Bowie didn’t write love songs – instead he took his love of art and people and put that to music. And in a way, Heroes is the greatest love song ever; a modernist, Everyman hymn to the daily empowerment of love – grinding and swaggering hedonistically in that sexy Bowie way.

Too late to be grateful

Sexy is difficult for men. Ever noticed? There are not many pathfinders out there. Last decade’s sexy guy always looks ludicrous; testosterone seems to have corrosive qualities. Bowie mastered the art of looking relaxed across the years and his frame was such that clothes hung from him rather than clung to him. He had become the archetype of English to the bone – a Byronic gentleman with a saturnine allure.

Yet he managed this while also preening and shrieking and high-kicking in tights, singing operatically about dystopia and beings from outer space. That’s how you do it! I actually think some people are mostly born sexy (good genes) – but whether they learn poise or not determines the outcome. Sexy wasn’t problematic for David Bowie.

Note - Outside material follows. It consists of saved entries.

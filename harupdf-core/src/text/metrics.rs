//! AFM metrics of the fourteen standard fonts.
//!
//! Widths are in 1/1000 text space units. Latin fonts are keyed by Unicode
//! character; Symbol and ZapfDingbats are keyed by their built-in code.

use std::collections::HashMap;
use unicode_normalization::UnicodeNormalization;

use crate::fonts::StandardFont;

/// Character widths and vertical metrics of one standard font.
#[derive(Debug, Clone)]
pub struct FontMetrics {
    widths: HashMap<char, u16>,
    default_width: u16,
    pub ascent: i16,
    pub descent: i16,
    pub cap_height: i16,
    pub x_height: i16,
    pub bbox: [i16; 4],
}

impl FontMetrics {
    fn new(default_width: u16) -> Self {
        Self {
            widths: HashMap::new(),
            default_width,
            ascent: 0,
            descent: 0,
            cap_height: 0,
            x_height: 0,
            bbox: [0, 0, 1000, 1000],
        }
    }

    fn with_widths(mut self, widths: &[(char, u16)]) -> Self {
        for &(ch, width) in widths {
            self.widths.insert(ch, width);
        }
        self
    }

    /// Widths of the printable ASCII codes 0x20..=0x7E, in order.
    fn with_ascii_widths(mut self, widths: &[u16; 95]) -> Self {
        for (offset, &width) in widths.iter().enumerate() {
            self.widths.insert(char::from(0x20 + offset as u8), width);
        }
        self
    }

    fn with_vertical(mut self, ascent: i16, descent: i16, cap_height: i16, x_height: i16) -> Self {
        self.ascent = ascent;
        self.descent = descent;
        self.cap_height = cap_height;
        self.x_height = x_height;
        self
    }

    fn with_bbox(mut self, bbox: [i16; 4]) -> Self {
        self.bbox = bbox;
        self
    }

    pub fn default_width(&self) -> u16 {
        self.default_width
    }

    /// Width of `ch`, falling back to its unaccented base letter and then
    /// to the ASCII look-alike of typographic punctuation.
    pub fn char_width(&self, ch: char) -> u16 {
        if let Some(width) = self.widths.get(&ch) {
            return *width;
        }
        if let Some(base) = std::iter::once(ch).nfd().next() {
            if let Some(width) = self.widths.get(&base) {
                return *width;
            }
        }
        ascii_lookalike(ch)
            .and_then(|alt| self.widths.get(&alt).copied())
            .unwrap_or(self.default_width)
    }

    /// Width of a built-in code of a symbolic font.
    pub fn code_width(&self, code: u8) -> u16 {
        self.widths
            .get(&char::from(code))
            .copied()
            .unwrap_or(self.default_width)
    }
}

fn ascii_lookalike(ch: char) -> Option<char> {
    match ch {
        '\u{2018}' | '\u{2019}' | '\u{201A}' | '\u{2039}' | '\u{203A}' => Some('\''),
        '\u{201C}' | '\u{201D}' | '\u{201E}' => Some('"'),
        '\u{2010}' | '\u{2011}' | '\u{2012}' | '\u{2013}' | '\u{00AD}' => Some('-'),
        '\u{00A0}' => Some(' '),
        _ => None,
    }
}

const TIMES_BOLD_WIDTHS: [u16; 95] = [
    250, 333, 555, 500, 500, 1000, 833, 278, 333, 333, 500, 570,
    250, 333, 250, 278, 500, 500, 500, 500, 500, 500, 500, 500,
    500, 500, 333, 333, 570, 570, 570, 500, 930, 722, 667, 722,
    722, 667, 611, 778, 778, 389, 500, 778, 667, 944, 722, 778,
    611, 778, 722, 556, 667, 722, 722, 1000, 722, 722, 667, 333,
    278, 333, 581, 500, 333, 500, 556, 444, 556, 444, 333, 500,
    556, 278, 333, 556, 278, 833, 556, 500, 556, 556, 444, 389,
    333, 556, 500, 722, 500, 500, 444, 394, 220, 394, 520,
];

const TIMES_ITALIC_WIDTHS: [u16; 95] = [
    250, 333, 420, 500, 500, 833, 778, 214, 333, 333, 500, 675,
    250, 333, 250, 278, 500, 500, 500, 500, 500, 500, 500, 500,
    500, 500, 333, 333, 675, 675, 675, 500, 920, 611, 611, 667,
    722, 611, 611, 722, 722, 333, 444, 667, 556, 833, 667, 722,
    611, 722, 611, 500, 556, 722, 611, 833, 611, 556, 556, 389,
    278, 389, 422, 500, 333, 500, 500, 444, 500, 444, 278, 500,
    500, 278, 278, 444, 278, 722, 500, 500, 500, 500, 389, 389,
    278, 500, 444, 667, 444, 444, 389, 400, 275, 400, 541,
];

const TIMES_BOLD_ITALIC_WIDTHS: [u16; 95] = [
    250, 389, 555, 500, 500, 833, 778, 278, 333, 333, 500, 570,
    250, 333, 250, 278, 500, 500, 500, 500, 500, 500, 500, 500,
    500, 500, 333, 333, 570, 570, 570, 500, 832, 667, 667, 667,
    722, 667, 667, 722, 778, 389, 500, 667, 611, 889, 722, 722,
    611, 722, 667, 556, 611, 722, 667, 889, 667, 611, 611, 333,
    278, 333, 570, 500, 333, 500, 500, 444, 500, 444, 333, 500,
    556, 278, 278, 500, 278, 778, 556, 500, 500, 500, 389, 389,
    278, 556, 444, 667, 500, 444, 389, 348, 220, 348, 570,
];

const SYMBOL_WIDTHS: [u16; 95] = [
    250, 333, 713, 500, 549, 833, 778, 439, 333, 333, 500, 549,
    250, 549, 250, 278, 500, 500, 500, 500, 500, 500, 500, 500,
    500, 500, 278, 278, 549, 549, 549, 444, 549, 722, 667, 722,
    612, 611, 763, 603, 722, 333, 631, 722, 686, 889, 722, 722,
    768, 741, 556, 592, 611, 690, 439, 768, 645, 795, 611, 333,
    863, 333, 658, 500, 500, 631, 549, 549, 494, 439, 521, 411,
    603, 329, 603, 549, 549, 576, 521, 549, 549, 521, 549, 603,
    439, 576, 713, 686, 493, 686, 494, 480, 200, 480, 549,
];

const ZAPF_DINGBATS_WIDTHS: [u16; 95] = [
    278, 974, 961, 974, 980, 719, 789, 790, 791, 690, 960, 939,
    549, 855, 911, 933, 911, 945, 974, 755, 846, 762, 761, 571,
    677, 763, 760, 759, 754, 494, 552, 537, 577, 692, 786, 788,
    788, 790, 793, 794, 816, 823, 789, 841, 823, 833, 816, 831,
    923, 744, 723, 749, 790, 792, 695, 776, 768, 792, 759, 707,
    708, 682, 701, 826, 815, 789, 789, 707, 687, 696, 689, 786,
    787, 713, 791, 785, 791, 873, 761, 762, 762, 759, 759, 892,
    892, 788, 784, 438, 138, 277, 415, 392, 392, 668, 668,
];

lazy_static::lazy_static! {
    static ref FONT_METRICS: HashMap<StandardFont, FontMetrics> = {
        let mut metrics = HashMap::new();

        let helvetica = FontMetrics::new(556).with_widths(&[
            (' ', 278), ('!', 278), ('"', 355), ('#', 556), ('$', 556), ('%', 889),
            ('&', 667), ('\'', 191), ('(', 333), (')', 333), ('*', 389), ('+', 584),
            (',', 278), ('-', 333), ('.', 278), ('/', 278), ('0', 556), ('1', 556),
            ('2', 556), ('3', 556), ('4', 556), ('5', 556), ('6', 556), ('7', 556),
            ('8', 556), ('9', 556), (':', 278), (';', 278), ('<', 584), ('=', 584),
            ('>', 584), ('?', 556), ('@', 1015), ('A', 667), ('B', 667), ('C', 722),
            ('D', 722), ('E', 667), ('F', 611), ('G', 778), ('H', 722), ('I', 278),
            ('J', 500), ('K', 667), ('L', 556), ('M', 833), ('N', 722), ('O', 778),
            ('P', 667), ('Q', 778), ('R', 722), ('S', 667), ('T', 611), ('U', 722),
            ('V', 667), ('W', 944), ('X', 667), ('Y', 667), ('Z', 611), ('[', 278),
            ('\\', 278), (']', 278), ('^', 469), ('_', 556), ('`', 333), ('a', 556),
            ('b', 556), ('c', 500), ('d', 556), ('e', 556), ('f', 278), ('g', 556),
            ('h', 556), ('i', 222), ('j', 222), ('k', 500), ('l', 222), ('m', 833),
            ('n', 556), ('o', 556), ('p', 556), ('q', 556), ('r', 333), ('s', 500),
            ('t', 278), ('u', 556), ('v', 500), ('w', 722), ('x', 500), ('y', 500),
            ('z', 500), ('{', 334), ('|', 260), ('}', 334), ('~', 584),
        ]).with_vertical(718, -207, 718, 523);
        metrics.insert(
            StandardFont::Helvetica,
            helvetica.clone().with_bbox([-166, -225, 1000, 931]),
        );
        metrics.insert(
            StandardFont::HelveticaOblique,
            helvetica.with_bbox([-170, -225, 1116, 931]),
        );

        let helvetica_bold = FontMetrics::new(611).with_widths(&[
            (' ', 278), ('!', 333), ('"', 474), ('#', 556), ('$', 556), ('%', 889),
            ('&', 722), ('\'', 238), ('(', 333), (')', 333), ('*', 389), ('+', 584),
            (',', 278), ('-', 333), ('.', 278), ('/', 278), ('0', 556), ('1', 556),
            ('2', 556), ('3', 556), ('4', 556), ('5', 556), ('6', 556), ('7', 556),
            ('8', 556), ('9', 556), (':', 333), (';', 333), ('<', 584), ('=', 584),
            ('>', 584), ('?', 611), ('@', 975), ('A', 722), ('B', 722), ('C', 722),
            ('D', 722), ('E', 667), ('F', 611), ('G', 778), ('H', 722), ('I', 278),
            ('J', 556), ('K', 722), ('L', 611), ('M', 833), ('N', 722), ('O', 778),
            ('P', 667), ('Q', 778), ('R', 722), ('S', 667), ('T', 611), ('U', 722),
            ('V', 667), ('W', 944), ('X', 667), ('Y', 667), ('Z', 611), ('[', 333),
            ('\\', 278), (']', 333), ('^', 584), ('_', 556), ('`', 333), ('a', 556),
            ('b', 611), ('c', 556), ('d', 611), ('e', 556), ('f', 333), ('g', 611),
            ('h', 611), ('i', 278), ('j', 278), ('k', 556), ('l', 278), ('m', 889),
            ('n', 611), ('o', 611), ('p', 611), ('q', 611), ('r', 389), ('s', 556),
            ('t', 333), ('u', 611), ('v', 556), ('w', 778), ('x', 556), ('y', 556),
            ('z', 500), ('{', 389), ('|', 280), ('}', 389), ('~', 584),
        ]).with_vertical(718, -207, 718, 532);
        metrics.insert(
            StandardFont::HelveticaBold,
            helvetica_bold.clone().with_bbox([-170, -228, 1003, 962]),
        );
        metrics.insert(
            StandardFont::HelveticaBoldOblique,
            helvetica_bold.with_bbox([-174, -228, 1114, 962]),
        );

        metrics.insert(StandardFont::TimesRoman, FontMetrics::new(500).with_widths(&[
            (' ', 250), ('!', 333), ('"', 408), ('#', 500), ('$', 500), ('%', 833),
            ('&', 778), ('\'', 180), ('(', 333), (')', 333), ('*', 500), ('+', 564),
            (',', 250), ('-', 333), ('.', 250), ('/', 278), ('0', 500), ('1', 500),
            ('2', 500), ('3', 500), ('4', 500), ('5', 500), ('6', 500), ('7', 500),
            ('8', 500), ('9', 500), (':', 278), (';', 278), ('<', 564), ('=', 564),
            ('>', 564), ('?', 444), ('@', 921), ('A', 722), ('B', 667), ('C', 667),
            ('D', 722), ('E', 611), ('F', 556), ('G', 722), ('H', 722), ('I', 333),
            ('J', 389), ('K', 722), ('L', 611), ('M', 889), ('N', 722), ('O', 722),
            ('P', 556), ('Q', 722), ('R', 667), ('S', 556), ('T', 611), ('U', 722),
            ('V', 722), ('W', 944), ('X', 722), ('Y', 722), ('Z', 611), ('[', 333),
            ('\\', 278), (']', 333), ('^', 469), ('_', 500), ('`', 333), ('a', 444),
            ('b', 500), ('c', 444), ('d', 500), ('e', 444), ('f', 333), ('g', 500),
            ('h', 500), ('i', 278), ('j', 278), ('k', 500), ('l', 278), ('m', 778),
            ('n', 500), ('o', 500), ('p', 500), ('q', 500), ('r', 333), ('s', 389),
            ('t', 278), ('u', 500), ('v', 500), ('w', 722), ('x', 500), ('y', 500),
            ('z', 444), ('{', 480), ('|', 200), ('}', 480), ('~', 541),
        ]).with_vertical(683, -217, 662, 450).with_bbox([-168, -218, 1000, 898]));

        metrics.insert(StandardFont::TimesBold, FontMetrics::new(500)
            .with_ascii_widths(&TIMES_BOLD_WIDTHS)
            .with_vertical(683, -217, 676, 461)
            .with_bbox([-168, -218, 1000, 935]));
        metrics.insert(StandardFont::TimesItalic, FontMetrics::new(500)
            .with_ascii_widths(&TIMES_ITALIC_WIDTHS)
            .with_vertical(683, -217, 653, 441)
            .with_bbox([-169, -217, 1010, 883]));
        metrics.insert(StandardFont::TimesBoldItalic, FontMetrics::new(500)
            .with_ascii_widths(&TIMES_BOLD_ITALIC_WIDTHS)
            .with_vertical(683, -217, 669, 462)
            .with_bbox([-200, -218, 996, 921]));

        // Courier (all characters have the same width)
        let courier = FontMetrics::new(600).with_vertical(629, -157, 562, 426);
        metrics.insert(StandardFont::Courier, courier.clone().with_bbox([-23, -250, 715, 805]));
        metrics.insert(StandardFont::CourierOblique, courier.with_bbox([-27, -250, 849, 805]));
        let courier_bold = FontMetrics::new(600).with_vertical(629, -157, 562, 439);
        metrics.insert(
            StandardFont::CourierBold,
            courier_bold.clone().with_bbox([-113, -250, 749, 801]),
        );
        metrics.insert(
            StandardFont::CourierBoldOblique,
            courier_bold.with_bbox([-57, -250, 869, 801]),
        );

        metrics.insert(StandardFont::Symbol, FontMetrics::new(250)
            .with_ascii_widths(&SYMBOL_WIDTHS)
            .with_vertical(1010, -293, 0, 0)
            .with_bbox([-180, -293, 1090, 1010]));
        metrics.insert(StandardFont::ZapfDingbats, FontMetrics::new(788)
            .with_ascii_widths(&ZAPF_DINGBATS_WIDTHS)
            .with_vertical(820, -143, 0, 0)
            .with_bbox([-1, -143, 981, 820]));

        metrics
    };
}

/// Metrics of a standard font.
pub fn standard_metrics(font: StandardFont) -> &'static FontMetrics {
    // Every variant is inserted above.
    &FONT_METRICS[&font]
}

#[cfg(test)]
mod tests {
    use super::*;

    #[test]
    fn test_font_metrics_creation() {
        let metrics = FontMetrics::new(500);
        assert_eq!(metrics.char_width('A'), 500);
        assert_eq!(metrics.default_width(), 500);
    }

    #[test]
    fn test_font_metrics_with_widths() {
        let metrics = FontMetrics::new(500).with_widths(&[('A', 600), ('B', 700)]);
        assert_eq!(metrics.char_width('A'), 600);
        assert_eq!(metrics.char_width('B'), 700);
        assert_eq!(metrics.char_width('C'), 500);
    }

    #[test]
    fn test_all_font_metrics_exist() {
        for font in StandardFont::ALL {
            let metrics = standard_metrics(font);
            assert!(metrics.ascent > 0, "{font:?}");
            assert!(metrics.descent < 0, "{font:?}");
        }
    }

    #[test]
    fn test_helvetica_specific_characters() {
        let metrics = standard_metrics(StandardFont::Helvetica);
        assert_eq!(metrics.char_width(' '), 278);
        assert_eq!(metrics.char_width('A'), 667);
        assert_eq!(metrics.char_width('i'), 222);
        assert_eq!(metrics.char_width('W'), 944);
        assert_eq!(metrics.bbox, [-166, -225, 1000, 931]);
    }

    #[test]
    fn test_times_variants_have_own_widths() {
        assert_eq!(standard_metrics(StandardFont::TimesRoman).char_width('A'), 722);
        assert_eq!(standard_metrics(StandardFont::TimesBold).char_width('A'), 722);
        assert_eq!(standard_metrics(StandardFont::TimesItalic).char_width('A'), 611);
        assert_eq!(standard_metrics(StandardFont::TimesBoldItalic).char_width('A'), 667);
        assert_eq!(standard_metrics(StandardFont::TimesBold).char_width('W'), 1000);
    }

    #[test]
    fn test_courier_monospace_property() {
        for font in [StandardFont::Courier, StandardFont::CourierBoldOblique] {
            let metrics = standard_metrics(font);
            for ch in ['i', 'W', ' ', '\u{00E9}', '\u{4E00}'] {
                assert_eq!(metrics.char_width(ch), 600);
            }
        }
    }

    #[test]
    fn test_accented_characters_use_base_width() {
        let metrics = standard_metrics(StandardFont::Helvetica);
        assert_eq!(metrics.char_width('\u{00E9}'), metrics.char_width('e'));
        assert_eq!(metrics.char_width('\u{0160}'), metrics.char_width('S'));
        assert_eq!(metrics.char_width('\u{2019}'), metrics.char_width('\''));
        assert_eq!(metrics.char_width('\u{4E00}'), 556);
    }

    #[test]
    fn test_symbolic_fonts_use_codes() {
        let symbol = standard_metrics(StandardFont::Symbol);
        assert_eq!(symbol.code_width(b'a'), 631);
        assert_eq!(symbol.code_width(0xF0), 250);
        let zapf = standard_metrics(StandardFont::ZapfDingbats);
        assert_eq!(zapf.code_width(0x20), 278);
        assert_eq!(zapf.code_width(0x21), 974);
    }
}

His hunger for world spiritualism and art would’ve made him well aware of his own mortality, and in many ways he was dancing with death all along. To Buddhists, peaceful death is the greatest achievement of all and it looks as though Bowie managed that, surrounded by the coolest people – film directors, supermodels and children who loved him.

Perhaps he was, consciously or unconsciously, storing himself in our collective hive-mind over time, cryogenically depositing himself in the songs and images of culture, preserved forever by cool and remembered as fun and generous by all the people who knew him. It’s strange to think of him dead. Maybe he isn’t.